The song was originally written for Singing the Fishing, one of a series of late 1950s BBC radio dramas known as the Radio Ballads created by MacColl, his wife and musical partner Peggy Seeger, and radio producer Charles Parker – read about the Radio Ballads and Sam Larner here. (There are also quite a few references to Larner on this site, by the way.)
That MacColl’s song should have come to renewed attention in this way is quite remarkable – the film is a re-imagining of what the great New York guitarist and singer Dave Van Ronk’s young life would have been like if it had been completely different – this is Hollywood, after all.
One of the twists is that the young Llewyn Davis/Van Ronk character sings it to his sick old father because it had been one of the old man’s favourites.
The irony is that the film is set in 1961 – a time when MacColl’s song had been in existence for only a couple of years, and could not then have been a long standing favourite of anyone’s, except in fiction.

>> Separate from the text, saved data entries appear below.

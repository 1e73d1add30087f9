//! Error types for recsync operations

use std::error::Error;
use std::fmt;
use std::io;

use serde::Serialize;

use crate::protocol::{FileId, LinkError, ProtocolError};

/// Main error type for sync sessions
#[derive(Debug)]
pub enum SyncError {
	/// User backed out of device selection or closed the session
	Cancelled,

	/// Connect attempt failed
	Connect(LinkError),

	/// Session-level protocol failure (status query, listing)
	Protocol(ProtocolError),

	/// Operation needs a connected session
	NotConnected,

	/// A batch is already running on this session
	Busy,

	/// Selected file is not in the catalog
	UnknownFile(FileId),

	/// Invalid configuration
	InvalidConfig { message: String },

	/// I/O error
	Io(io::Error),

	/// Generic error message
	Other { message: String },
}

impl SyncError {
	/// Cancellation closes the session silently
	pub fn is_cancellation(&self) -> bool {
		matches!(self, SyncError::Cancelled | SyncError::Connect(LinkError::PairingCancelled))
	}

	/// Short message suitable for showing to a user
	pub fn user_message(&self) -> String {
		match self {
			SyncError::Cancelled | SyncError::Connect(LinkError::PairingCancelled) => {
				"Sync cancelled.".to_string()
			}
			SyncError::Connect(_) => "Could not connect to the recorder.".to_string(),
			SyncError::Protocol(e) if e.is_disconnect() => "The recorder disconnected.".to_string(),
			SyncError::Protocol(ProtocolError::Timeout) => {
				"The recorder stopped responding.".to_string()
			}
			SyncError::Protocol(_) => "Could not read from the recorder.".to_string(),
			SyncError::NotConnected => "The recorder is not connected.".to_string(),
			SyncError::Busy => "A sync is already in progress.".to_string(),
			SyncError::UnknownFile(_) => "That recording is no longer on the device.".to_string(),
			SyncError::InvalidConfig { .. } => "The sync configuration is invalid.".to_string(),
			SyncError::Io(_) => "Could not save the recording.".to_string(),
			SyncError::Other { message } => message.clone(),
		}
	}
}

impl fmt::Display for SyncError {
	fn fmt(&self, f: &mut fmt::Formatter<'_>) -> fmt::Result {
		match self {
			SyncError::Cancelled => write!(f, "Operation cancelled"),
			SyncError::Connect(e) => write!(f, "Connect failed: {}", e),
			SyncError::Protocol(e) => write!(f, "Protocol error: {}", e),
			SyncError::NotConnected => write!(f, "Session not connected"),
			SyncError::Busy => write!(f, "Sync already in progress"),
			SyncError::UnknownFile(id) => write!(f, "Unknown file: {}", id),
			SyncError::InvalidConfig { message } => {
				write!(f, "Invalid configuration: {}", message)
			}
			SyncError::Io(e) => write!(f, "I/O error: {}", e),
			SyncError::Other { message } => write!(f, "{}", message),
		}
	}
}

impl Error for SyncError {}

impl From<io::Error> for SyncError {
	fn from(e: io::Error) -> Self {
		SyncError::Io(e)
	}
}

impl From<ProtocolError> for SyncError {
	fn from(e: ProtocolError) -> Self {
		SyncError::Protocol(e)
	}
}

impl From<String> for SyncError {
	fn from(e: String) -> Self {
		SyncError::Other { message: e }
	}
}

/// Why a single file transfer ended without a file
#[derive(Debug, Clone, PartialEq, Eq, Serialize)]
#[serde(tag = "kind", rename_all = "kebab-case")]
pub enum TransferFailure {
	/// Device signalled completion with the wrong byte count
	SizeMismatch { expected: u64, received: u64 },

	/// Link dropped mid-transfer
	Disconnected,

	/// Device stopped responding within the watchdog period
	Timeout,

	/// Frame or command level failure
	Protocol { message: String },
}

impl TransferFailure {
	/// Short message suitable for showing to a user
	pub fn user_message(&self) -> &'static str {
		match self {
			TransferFailure::SizeMismatch { .. } => "The recording arrived incomplete.",
			TransferFailure::Disconnected => "The recorder disconnected during the transfer.",
			TransferFailure::Timeout => "The recorder stopped responding during the transfer.",
			TransferFailure::Protocol { .. } => "The transfer failed.",
		}
	}

	/// Failures that end the whole session rather than one file
	pub fn is_session_fatal(&self) -> bool {
		matches!(self, TransferFailure::Disconnected)
	}
}

impl fmt::Display for TransferFailure {
	fn fmt(&self, f: &mut fmt::Formatter<'_>) -> fmt::Result {
		match self {
			TransferFailure::SizeMismatch { expected, received } => {
				write!(f, "Size mismatch: expected {} bytes, received {}", expected, received)
			}
			TransferFailure::Disconnected => write!(f, "Device disconnected"),
			TransferFailure::Timeout => write!(f, "Device timed out"),
			TransferFailure::Protocol { message } => write!(f, "Protocol error: {}", message),
		}
	}
}

impl Error for TransferFailure {}

impl From<ProtocolError> for TransferFailure {
	fn from(e: ProtocolError) -> Self {
		match e {
			ProtocolError::Link(LinkError::Disconnected) => TransferFailure::Disconnected,
			ProtocolError::Link(LinkError::NotConnected) => TransferFailure::Disconnected,
			ProtocolError::Timeout => TransferFailure::Timeout,
			other => TransferFailure::Protocol { message: other.to_string() },
		}
	}
}

#[cfg(test)]
mod tests {
	use super::*;

	#[test]
	fn test_cancellation_detection() {
		assert!(SyncError::Cancelled.is_cancellation());
		assert!(SyncError::Connect(LinkError::PairingCancelled).is_cancellation());
		assert!(!SyncError::Connect(LinkError::ConnectFailed { message: "x".into() })
			.is_cancellation());
	}

	#[test]
	fn test_user_messages_hide_protocol_details() {
		let err = SyncError::Protocol(ProtocolError::Unrecognized { data_type: 3, command: Some(9) });
		assert!(!err.user_message().contains("0x"));
		let err = SyncError::Protocol(ProtocolError::Link(LinkError::Disconnected));
		assert_eq!(err.user_message(), "The recorder disconnected.");
	}

	#[test]
	fn test_transfer_failure_from_protocol() {
		assert_eq!(
			TransferFailure::from(ProtocolError::Link(LinkError::Disconnected)),
			TransferFailure::Disconnected
		);
		assert_eq!(TransferFailure::from(ProtocolError::Timeout), TransferFailure::Timeout);
		assert!(TransferFailure::Disconnected.is_session_fatal());
		assert!(!TransferFailure::Timeout.is_session_fatal());
	}
}

// vim: ts=4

It’s a tribute to MacColl’s ability as a songwriter and his ear for language that he managed to create a song that sounds like an old song to so many people. What’s more it still seems to strike a chord with at least some fishing people today, as I’ve heard members of fishing families sing it in the pubs of North Kent.
Now, of course, people in their thousands have and will see the movie, and get the idea the song was a traditional folk song, and no doubt the online forums will ring with people putting each other right on where it really came from for decades to come.
Oh well – at least folks will be singing the song and talking about it.
The story from the Beeb includes some quotes from John Howson, a man who has himself dedicated his life to making recordings of fishermen, farmworkers and others singing old and traditional songs. This is the genuine stuff – many of his informants songs can be heard on CDs made available by his CD label Veteran Records, but check out the rest of the site for other singers, including a fabulous CD made of old Sam Larner’s songs taped in the late 50s.
My thanks to Chris Brady for spotting the story on the BBC website.